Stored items
┄┄┄┄┄┄┄┄┄┄
//! Branding invariant: a locked watermark element on the active page.
//!
//! The enforcer guarantees *existence* of the protected element: when a scan of
//! the active page's direct children finds no element with the protected id, the
//! canonical element is inserted; when it finds one or more, nothing happens.
//! Insertion therefore never produces a duplicate, no matter how often it runs.

use serde::{Deserialize, Serialize};

use crate::element::{TextAlign, VerticalAlign};
use crate::engine::{DocumentEngine, Notification, Subscription};
use crate::{Element, ElementKind, Page, StudioError, StudioResult};

/// Well-known identifier of the watermark element.
pub const BRANDING_ID: &str = "branding_watermark";

/// Attributes of the protected watermark element.
#[derive(Debug, Clone, PartialEq, Serialize, Deserialize)]
#[serde(default)]
pub struct BrandingConfig {
    /// Element identifier.
    pub id: String,
    /// Watermark text.
    pub text: String,
    /// Font size.
    pub font_size: f64,
    /// Text color.
    pub fill: String,
    /// Height of the watermark box.
    pub height: f64,
    /// Distance from the page bottom to the top of the box.
    pub bottom_offset: f64,
}

impl Default for BrandingConfig {
    fn default() -> Self {
        Self {
            id: BRANDING_ID.to_string(),
            text: "Created with Priey Design Studio | www.priey.com".to_string(),
            font_size: 32.0,
            fill: "#999999".to_string(),
            height: 50.0,
            bottom_offset: 60.0,
        }
    }
}

impl BrandingConfig {
    /// Build the canonical watermark for a page of the given size.
    ///
    /// # Errors
    ///
    /// Returns an error if the page size is not positive and finite.
    pub fn element_for(&self, page_width: f64, page_height: f64) -> StudioResult<Element> {
        if !(page_width.is_finite() && page_height.is_finite())
            || page_width <= 0.0
            || page_height <= 0.0
        {
            return Err(StudioError::InvalidOperation(format!(
                "cannot place watermark on a {page_width}x{page_height} page"
            )));
        }
        Ok(Element::new(
            self.id.clone(),
            ElementKind::Text {
                text: self.text.clone(),
                font_size: self.font_size,
                font_family: "Roboto".to_string(),
                fill: self.fill.clone(),
                align: TextAlign::Center,
                vertical_align: VerticalAlign::Middle,
            },
        )
        .with_frame(0.0, page_height - self.bottom_offset, page_width, self.height)
        .locked())
    }
}

/// Result of one enforcement pass.
#[derive(Debug, Clone, Copy, PartialEq, Eq)]
pub enum EnsureOutcome {
    /// The protected element was already present.
    Present {
        /// Whether the present element matches the canonical attributes.
        canonical: bool,
    },
    /// The protected element was missing and has been inserted.
    Inserted,
    /// The document has no active page.
    NoActivePage,
    /// The element could not be built or inserted.
    Failed,
}

/// Ensure the protected element exists among the page's direct children.
///
/// # Errors
///
/// Returns an error if the canonical element cannot be built for this page size.
pub fn ensure_protected_element(
    page: &mut Page,
    branding: &BrandingConfig,
    page_width: f64,
    page_height: f64,
) -> StudioResult<EnsureOutcome> {
    if let Some(existing) = page.find(&branding.id) {
        let canonical = branding
            .element_for(page_width, page_height)
            .is_ok_and(|expected| *existing == expected);
        return Ok(EnsureOutcome::Present { canonical });
    }
    page.add_element(branding.element_for(page_width, page_height)?);
    Ok(EnsureOutcome::Inserted)
}

/// Keeps the branding invariant on an engine's active page.
///
/// Holds at most one change subscription; [`InvariantEnforcer::detach`] (or
/// dropping the enforcer) releases it.
#[derive(Debug)]
pub struct InvariantEnforcer {
    branding: BrandingConfig,
    subscription: Option<Subscription>,
}

impl InvariantEnforcer {
    /// Create a detached enforcer.
    #[must_use]
    pub fn new(branding: BrandingConfig) -> Self {
        Self {
            branding,
            subscription: None,
        }
    }

    /// The protected element's attributes.
    #[must_use]
    pub fn branding(&self) -> &BrandingConfig {
        &self.branding
    }

    /// Subscribe to the engine's change stream, replacing any previous subscription.
    pub fn attach<E: DocumentEngine + ?Sized>(&mut self, engine: &E) {
        self.subscription = Some(engine.subscribe());
    }

    /// Release the subscription.
    pub fn detach(&mut self) {
        if let Some(subscription) = self.subscription.take() {
            subscription.unsubscribe();
        }
    }

    /// Whether a subscription is held.
    #[must_use]
    pub fn is_attached(&self) -> bool {
        self.subscription.is_some()
    }

    /// Run one enforcement pass on the active page.
    pub fn enforce<E: DocumentEngine + ?Sized>(&self, engine: &mut E) -> EnsureOutcome {
        enforce_active_page(&self.branding, engine)
    }

    /// Process pending change notifications one at a time, enforcing after each.
    ///
    /// Returns the number of notifications processed.
    pub fn process_pending<E: DocumentEngine + ?Sized>(&mut self, engine: &mut E) -> usize {
        let Some(subscription) = self.subscription.as_mut() else {
            return 0;
        };
        let mut processed = 0;
        while let Some(notification) = subscription.poll() {
            if let Notification::Missed(missed) = notification {
                tracing::debug!("Enforcer missed {missed} change notifications, rescanning");
            }
            enforce_active_page(&self.branding, engine);
            processed += 1;
        }
        processed
    }

    /// Drop pending notifications without enforcing.
    pub fn discard_pending(&mut self) -> usize {
        self.subscription.as_mut().map_or(0, Subscription::clear)
    }
}

fn enforce_active_page<E: DocumentEngine + ?Sized>(
    branding: &BrandingConfig,
    engine: &mut E,
) -> EnsureOutcome {
    let Some(index) = engine.active_page_index() else {
        return EnsureOutcome::NoActivePage;
    };
    let (width, height) = (engine.document().width, engine.document().height);

    if let Some(existing) = engine.active_page().and_then(|p| p.find(&branding.id)) {
        let canonical = branding
            .element_for(width, height)
            .is_ok_and(|expected| *existing == expected);
        return EnsureOutcome::Present { canonical };
    }

    let element = match branding.element_for(width, height) {
        Ok(element) => element,
        Err(e) => {
            tracing::error!("Failed to build watermark for page {index}: {e}");
            return EnsureOutcome::Failed;
        }
    };
    match engine.add_element(index, element) {
        Ok(()) => {
            tracing::debug!("Inserted watermark on page {index}");
            EnsureOutcome::Inserted
        }
        Err(e) => {
            tracing::error!("Failed to insert watermark on page {index}: {e}");
            EnsureOutcome::Failed
        }
    }
}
┄┄┄┄┄┄┄┄┄┄
* Assignment
The answer must hold exactly the lines of the entries above, from the first line through the line that contains "protected id, the", and no others.

* Written solution
//! Branding invariant: a locked watermark element on the active page.
//!
//! The enforcer guarantees *existence* of the protected element: when a scan of
//! the active page's direct children finds no element with the protected id, the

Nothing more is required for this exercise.